◆ **What the exercise asks**: Return all lines of the records that contain the word "usize".
--- START ---
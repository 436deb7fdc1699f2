//! Packet codec
//!
//! Streaming decoder and encoder for the supported MQTT v3.1.1 / v5.0
//! packets, plus the primitive readers and writers shared with the
//! property codec.

mod decode;
mod encode;


pub use decode::Decoder;
pub use encode::Encoder;

use bytes::{BufMut, BytesMut};

use crate::protocol::{DecodeError, EncodeError};

/// Largest value a four byte variable integer can carry
pub const MAX_REMAINING_LENGTH: usize = 268_435_455;

/// Default limit applied by the broker to incoming packets
pub const DEFAULT_MAX_PACKET_SIZE: usize = 1024 * 1024;

/// Read a variable byte integer. Returns (value, bytes consumed).
#[inline]
pub fn read_variable_int(buf: &[u8]) -> Result<(u32, usize), DecodeError> {
    let mut value: u32 = 0;
    for (i, byte) in buf.iter().take(4).enumerate() {
        value |= ((byte & 0x7F) as u32) << (7 * i);
        if byte & 0x80 == 0 {
            return Ok((value, i + 1));
        }
    }
    if buf.len() >= 4 {
        Err(DecodeError::InvalidRemainingLength)
    } else {
        Err(DecodeError::InsufficientData)
    }
}

/// Write a variable byte integer. Returns bytes written.
#[inline]
pub fn write_variable_int(buf: &mut BytesMut, mut value: u32) -> Result<usize, EncodeError> {
    if value as usize > MAX_REMAINING_LENGTH {
        return Err(EncodeError::PacketTooLarge);
    }
    let mut written = 0;
    loop {
        let mut byte = (value & 0x7F) as u8;
        value >>= 7;
        if value > 0 {
            byte |= 0x80;
        }
        buf.put_u8(byte);
        written += 1;
        if value == 0 {
            return Ok(written);
        }
    }
}

/// Encoded width of a variable byte integer
#[inline]
pub fn variable_int_len(value: u32) -> usize {
    match value {
        0..=127 => 1,
        128..=16_383 => 2,
        16_384..=2_097_151 => 3,
        _ => 4,
    }
}

#[inline]
pub fn read_u16(buf: &[u8]) -> Result<u16, DecodeError> {
    match buf {
        [a, b, ..] => Ok(u16::from_be_bytes([*a, *b])),
        _ => Err(DecodeError::InsufficientData),
    }
}

#[inline]
pub fn read_u32(buf: &[u8]) -> Result<u32, DecodeError> {
    match buf {
        [a, b, c, d, ..] => Ok(u32::from_be_bytes([*a, *b, *c, *d])),
        _ => Err(DecodeError::InsufficientData),
    }
}

/// Read length-prefixed binary data. Returns (data, bytes consumed).
#[inline]
pub fn read_binary(buf: &[u8]) -> Result<(&[u8], usize), DecodeError> {
    let len = read_u16(buf)? as usize;
    let data = buf
        .get(2..2 + len)
        .ok_or(DecodeError::InsufficientData)?;
    Ok((data, 2 + len))
}

/// Read a length-prefixed UTF-8 string. NUL characters are rejected.
#[inline]
pub fn read_string(buf: &[u8]) -> Result<(&str, usize), DecodeError> {
    let (raw, consumed) = read_binary(buf)?;
    let s = std::str::from_utf8(raw).map_err(|_| DecodeError::InvalidUtf8)?;
    if s.contains('\0') {
        return Err(DecodeError::MalformedPacket("string contains null character"));
    }
    Ok((s, consumed))
}

#[inline]
pub fn write_binary(buf: &mut BytesMut, data: &[u8]) -> Result<(), EncodeError> {
    let len = u16::try_from(data.len()).map_err(|_| EncodeError::StringTooLong)?;
    buf.put_u16(len);
    buf.put_slice(data);
    Ok(())
}

#[inline]
pub fn write_string(buf: &mut BytesMut, s: &str) -> Result<(), EncodeError> {
    write_binary(buf, s.as_bytes())
}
--- END ---
◆ **Solution to the problem**:
pub const MAX_REMAINING_LENGTH: usize = 268_435_455;
pub const DEFAULT_MAX_PACKET_SIZE: usize = 1024 * 1024;
pub fn read_variable_int(buf: &[u8]) -> Result<(u32, usize), DecodeError> {
pub fn write_variable_int(buf: &mut BytesMut, mut value: u32) -> Result<usize, EncodeError> {
    if value as usize > MAX_REMAINING_LENGTH {
pub fn variable_int_len(value: u32) -> usize {
pub fn read_binary(buf: &[u8]) -> Result<(&[u8], usize), DecodeError> {
    let len = read_u16(buf)? as usize;
pub fn read_string(buf: &[u8]) -> Result<(&str, usize), DecodeError> {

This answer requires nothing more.